|Year : 2022 | Volume
| Issue : 3 | Page : 136-138
Ostial stenosis of anomalous origin of the left coronary artery from the pulmonary artery in an adult: Lives from constraints and dies from freedom
Pankaj Jariwala, Kartik Pandurang Jadhav
Department of Cardiology, Yashoda Hospitals, Hyderabad, Telangana, India
|Date of Submission||29-Jun-2021|
|Date of Decision||02-Sep-2021|
|Date of Acceptance||06-Sep-2021|
|Date of Web Publication||14-Sep-2022|
Dr. Pankaj Jariwala
Department of Cardiology, Yashoda Hospitals, Somajiguda, Raj Bhavan Road, Hyderabad - 500 082, Telangana
Source of Support: None, Conflict of Interest: None
An anomalous origin of the left coronary artery from the pulmonary artery (ALCAPA), a rare congenital anomaly, the enlarged right coronary artery supplies the left ventricle through retrograde collaterals before preferentially directing into the lower-pressure pulmonary artery system, resulting in coronary steal. The infant type is characterized by the absence of collateral vessels, and global myocardial ischemia is a major cause of death in infancy. If not treated, up to 90% of them will die during the 1st year of life. Myocardial ischemia or infarction left ventricular (LV) dysfunction with or without mitral regurgitation, life-threatening arrhythmias, or sudden cardiac death may all be manifestations of symptomatic adult-type ALCAPA. In those patients who have survived to adulthood without surgery, pathophysiological mechanisms enabling adequate LV perfusion, such as a large number of well-formed functioning collaterals, and in a few cases, the presence of ostial stenosis of the left coronary artery (LCA), provide selective survival advantage. We review the correlation between clinical presentation, pathophysiological findings, and angiographic features of ostial stenosis of LCA in the setting of adult-type ALCAPA.

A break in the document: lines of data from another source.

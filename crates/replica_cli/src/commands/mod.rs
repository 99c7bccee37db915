//! CLI command definitions.

use std::path::PathBuf;

use clap::{Parser, Subcommand};

pub mod clones;
pub mod serve;
pub mod teardown;

/// Replica - clone a web page into a live, editable Next.js preview
#[derive(Parser)]
#[command(name = "replica")]
#[command(version, about = "Replica - clone a web page into a live Next.js preview")]
#[command(long_about = r#"
Replica captures a page, generates a React/Next.js reimplementation with
parallel model workers, and serves it from a disposable preview environment.

COMMANDS:
  serve      → Run the HTTP API and preview proxy
  clones     → Inspect finished clones in the durable store
  teardown   → Remove preview containers left behind by earlier runs

EXIT CODES:
  0 - Success
  1 - General error
  2 - Invalid arguments
  3 - Configuration error
  4 - Container runtime error
  5 - Store error
"#)]
#[command(propagate_version = true)]
pub struct Cli {
    /// Enable verbose output
    #[arg(short, long, global = true)]
    pub verbose: bool,

    /// Suppress non-essential output
    #[arg(short, long, global = true)]
    pub quiet: bool,

    /// Emit logs as JSON lines
    #[arg(long, global = true)]
    pub json: bool,

    /// Configuration file (TOML)
    #[arg(short, long, global = true, env = "REPLICA_CONFIG")]
    pub config: Option<PathBuf>,

    #[command(subcommand)]
    pub command: Commands,
}

#[derive(Subcommand)]
pub enum Commands {
    /// Run the HTTP API and preview proxy
    Serve(serve::ServeArgs),

    /// Inspect finished clones
    Clones(clones::ClonesArgs),

    /// Remove managed preview containers
    Teardown(teardown::TeardownArgs),
}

Keywords: Anomalous origin of the coronary artery from a pulmonary artery, cardiac pathology, congenital heart disease, coronary angiography
|How to cite this article:|
Jariwala P, Jadhav KP. Ostial stenosis of anomalous origin of the left coronary artery from the pulmonary artery in an adult: Lives from constraints and dies from freedom. J Indian coll cardiol 2022;12:136-8
|How to cite this URL:|
Jariwala P, Jadhav KP. Ostial stenosis of anomalous origin of the left coronary artery from the pulmonary artery in an adult: Lives from constraints and dies from freedom. J Indian coll cardiol [serial online] 2022 [cited 2022 Oct 1];12:136-8. Available from: https://www.joicc.org/text.asp?2022/12/3/136/356065
| Introduction|| |
Art lives from constraints and dies from freedom.

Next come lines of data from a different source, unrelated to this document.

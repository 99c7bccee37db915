//! Project scaffold uploaded into every new environment.
//!
//! A built-in Next.js + Tailwind skeleton is compiled into the binary. A
//! directory on disk can replace it wholesale.

use std::path::Path;

use serde::{Deserialize, Serialize};
use tracing::{debug, info, warn};
use walkdir::WalkDir;

use crate::error::{SandboxError, SandboxResult};

/// A file relative to the project root.
#[derive(Debug, Clone, PartialEq, Eq, Serialize, Deserialize)]
pub struct ProjectFile {
    pub path: String,
    pub content: String,
}

impl ProjectFile {
    pub fn new(path: impl Into<String>, content: impl Into<String>) -> Self {
        Self {
            path: path.into(),
            content: content.into(),
        }
    }
}

const BUILTIN: &[(&str, &str)] = &[
    ("package.json", include_str!("../templates/nextjs/package.json")),
    ("next.config.js", include_str!("../templates/nextjs/next.config.js")),
    ("tsconfig.json", include_str!("../templates/nextjs/tsconfig.json")),
    ("tailwind.config.js", include_str!("../templates/nextjs/tailwind.config.js")),
    ("postcss.config.js", include_str!("../templates/nextjs/postcss.config.js")),
    ("next-env.d.ts", include_str!("../templates/nextjs/next-env.d.ts")),
    ("app/globals.css", include_str!("../templates/nextjs/app/globals.css")),
    ("app/layout.tsx", include_str!("../templates/nextjs/app/layout.tsx")),
    ("app/page.tsx", include_str!("../templates/nextjs/app/page.tsx")),
];

/// The set of files every environment starts from.
#[derive(Debug, Clone, Default)]
pub struct Scaffold {
    files: Vec<ProjectFile>,
}

impl Scaffold {
    /// The built-in Next.js skeleton.
    pub fn builtin() -> Self {
        Self {
            files: BUILTIN
                .iter()
                .map(|(path, content)| ProjectFile::new(*path, *content))
                .collect(),
        }
    }

    /// Load every file under `dir`, skipping `node_modules` and `.next`.
    pub fn from_dir(dir: &Path) -> SandboxResult<Self> {
        if !dir.is_dir() {
            return Err(SandboxError::Template(format!(
                "{} is not a directory",
                dir.display()
            )));
        }

        let mut files = Vec::new();
        let walker = WalkDir::new(dir)
            .min_depth(1)
            .sort_by_file_name()
            .into_iter()
            .filter_entry(|e| {
                let name = e.file_name().to_string_lossy();
                name != "node_modules" && name != ".next"
            });

        for entry in walker {
            let entry = entry?;
            if !entry.file_type().is_file() {
                continue;
            }
            let relative = entry
                .path()
                .strip_prefix(dir)
                .map_err(|e| SandboxError::Template(e.to_string()))?;
            let path = relative
                .components()
                .map(|c| c.as_os_str().to_string_lossy().into_owned())
                .collect::<Vec<_>>()
                .join("/");

            match std::fs::read_to_string(entry.path()) {
                Ok(content) => files.push(ProjectFile::new(path, content)),
                Err(e) => warn!("Failed to read template file {}: {}", path, e),
            }
        }

        info!("Loaded {} template files from {}", files.len(), dir.display());
        Ok(Self { files })
    }

    /// Built-in scaffold unless `dir` is given.
    pub fn resolve(dir: Option<&Path>) -> SandboxResult<Self> {
        match dir {
            Some(dir) => Self::from_dir(dir),
            None => Ok(Self::builtin()),
        }
    }

    pub fn files(&self) -> &[ProjectFile] {
        &self.files
    }

    pub fn len(&self) -> usize {
        self.files.len()
    }

    pub fn is_empty(&self) -> bool {
        self.files.is_empty()
    }

    /// Scaffold files overlaid with `extra`; `extra` wins on equal paths.
    pub fn merged_with(&self, extra: &[ProjectFile]) -> Vec<ProjectFile> {
        let mut merged: Vec<ProjectFile> = self
            .files
            .iter()
            .filter(|f| !extra.iter().any(|e| e.path == f.path))
            .cloned()
            .collect();
        debug!(
            "Overlaying {} files on {} scaffold files",
            extra.len(),
            merged.len()
        );
        merged.extend(extra.iter().cloned());
        merged
    }
}

#[cfg(test)]
mod tests {
    use super::*;
    use tempfile::TempDir;

    #[test]
    fn test_builtin_has_entry_points() {
        let scaffold = Scaffold::builtin();
        let paths: Vec<&str> = scaffold.files().iter().map(|f| f.path.as_str()).collect();
        assert!(paths.contains(&"package.json"));
        assert!(paths.contains(&"app/layout.tsx"));
        assert!(paths.contains(&"app/page.tsx"));
        assert!(scaffold
            .files()
            .iter()
            .any(|f| f.path == "tsconfig.json" && f.content.contains("\"@/*\"")));
    }

    #[test]
    fn test_from_dir_skips_node_modules() {
        let dir = TempDir::new().unwrap();
        std::fs::create_dir_all(dir.path().join("app")).unwrap();
        std::fs::create_dir_all(dir.path().join("node_modules/react")).unwrap();
        std::fs::write(dir.path().join("package.json"), "{}").unwrap();
        std::fs::write(dir.path().join("app/page.tsx"), "x").unwrap();
        std::fs::write(dir.path().join("node_modules/react/index.js"), "y").unwrap();

        let scaffold = Scaffold::from_dir(dir.path()).unwrap();
        let paths: Vec<&str> = scaffold.files().iter().map(|f| f.path.as_str()).collect();
        assert_eq!(paths, vec!["app/page.tsx", "package.json"]);
    }

    #[test]
    fn test_from_missing_dir_fails() {
        let dir = TempDir::new().unwrap();
        assert!(Scaffold::from_dir(&dir.path().join("nope")).is_err());
    }

    #[test]
    fn test_merge_overrides_placeholder_page() {
        let merged = Scaffold::builtin().merged_with(&[ProjectFile::new("app/page.tsx", "real")]);
        let pages: Vec<_> = merged.iter().filter(|f| f.path == "app/page.tsx").collect();
        assert_eq!(pages.len(), 1);
        assert_eq!(pages[0].content, "real");
    }
}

-Leonardo Da Vinci, c. 1480
Anomalous origin of the left main coronary artery from the pulmonary artery (ALCAPA) is a rare congenital coronary artery anomaly that usually manifests in early childhood. Most of patients with ALCAPA syndrome succumb during the 1st year of life of ischemic cardiomyopathy and endocardial fibrosis caused by decreased oxygen supply in the left coronary artery (LCA) territory if they are not operated on. It has been proposed that even despite intervention, 15% of patients may live to adulthood, but 90% of these die unexpectedly at the average age of 35 years.
The clinical presentation of the ALCAPA syndrome in late adulthood is highly uncommon. When compared to the infant-type ALCAPA, adult-type ALCAPA has distinct features, such as milder symptoms and various compensatory anatomic alterations. However, little is known about the pathological changes, the clinical course of ALCAPA in adults, and sudden death. Before terminating into the main pulmonary artery (PA), we identify a case of adult ALCAPA with ostial stenosis of the LCA, a less described finding that may postpone the clinical manifestation of the disease.
| Case Report|| |
A 28-years-old male presented with complaints of chest pain on exertion, Canadian Cardiovascular Society Class II for 2-months. A soft continuous murmur was discovered during examination in the parasternal region. Electrocardiography demonstrated left ventricular (LV) hypertrophy with inferolateral ST-segment depression. Echocardiography revealed global hypokinesia, mild LV dysfunction with mild mitral regurgitation.
During coronary angiography, LCA could not engage but to our surprise and because of the poor angiographic visualization and the suspicion of ALCAPA transfemoral aortic root angiography displayed a dilated, and dominant right coronary artery (RCA) that visualized the entire LCA retrogradely through multiple dense extensive networks of collaterals. The delayed phase demonstrated an ectatic left anterior descending artery with significant stenosis of the ostial segment, just before draining into the main PA and its branches, right and left pulmonary arteries [Figure 1]a, [Figure 1]b, [Figure 1]c, [Figure 1]d. As the diagnosis of ALCAPA was confirmed by conventional angiography, he was referred to the department of cardiothoracic surgery for the establishment of a dual coronary artery system.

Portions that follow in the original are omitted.